[What is needed]: Transcribe the data that follows, exactly and in full.

====== Exercise data

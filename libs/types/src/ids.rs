//! Identifiers for graph nodes and subscriptions
//!
//! Both are UUID v7, so an id created later sorts later and log lines from
//! one graph can be ordered by creation.

use serde::{Deserialize, Serialize};
use std::fmt;
use uuid::Uuid;

macro_rules! time_ordered_id {
    ($(#[$meta:meta])* $name:ident) => {
        $(#[$meta])*
        #[derive(Debug, Clone, Copy, PartialEq, Eq, PartialOrd, Ord, Hash, Serialize, Deserialize)]
        #[serde(transparent)]
        pub struct $name(Uuid);

        impl $name {
            pub fn new() -> Self {
                Self(Uuid::now_v7())
            }
        }

        impl Default for $name {
            fn default() -> Self {
                Self::new()
            }
        }

        impl fmt::Display for $name {
            fn fmt(&self, f: &mut fmt::Formatter<'_>) -> fmt::Result {
                fmt::Display::fmt(&self.0, f)
            }
        }
    };
}

time_ordered_id!(
    /// A hub: one node of the indicator graph.
    HubId
);

time_ordered_id!(
    /// One observer registration on one provider. Every handle for the
    /// registration carries the same id.
    SubscriptionId
);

============

[Expected output]:
filename libs/types/src/ids.rs
//! Identifiers for graph nodes and subscriptions
//!
//! Both are UUID v7, so an id created later sorts later and log lines from
//! one graph can be ordered by creation.

use serde::{Deserialize, Serialize};
use std::fmt;
use uuid::Uuid;

macro_rules! time_ordered_id {
    ($(#[$meta:meta])* $name:ident) => {
        $(#[$meta])*
        #[derive(Debug, Clone, Copy, PartialEq, Eq, PartialOrd, Ord, Hash, Serialize, Deserialize)]
        #[serde(transparent)]
        pub struct $name(Uuid);

        impl $name {
            pub fn new() -> Self {
                Self(Uuid::now_v7())
            }
        }

        impl Default for $name {
            fn default() -> Self {
                Self::new()
            }
        }

        impl fmt::Display for $name {
            fn fmt(&self, f: &mut fmt::Formatter<'_>) -> fmt::Result {
                fmt::Display::fmt(&self.0, f)
            }
        }
    };
}

time_ordered_id!(
    /// A hub: one node of the indicator graph.
    HubId
);

time_ordered_id!(
    /// One observer registration on one provider. Every handle for the
    /// registration carries the same id.
    SubscriptionId
);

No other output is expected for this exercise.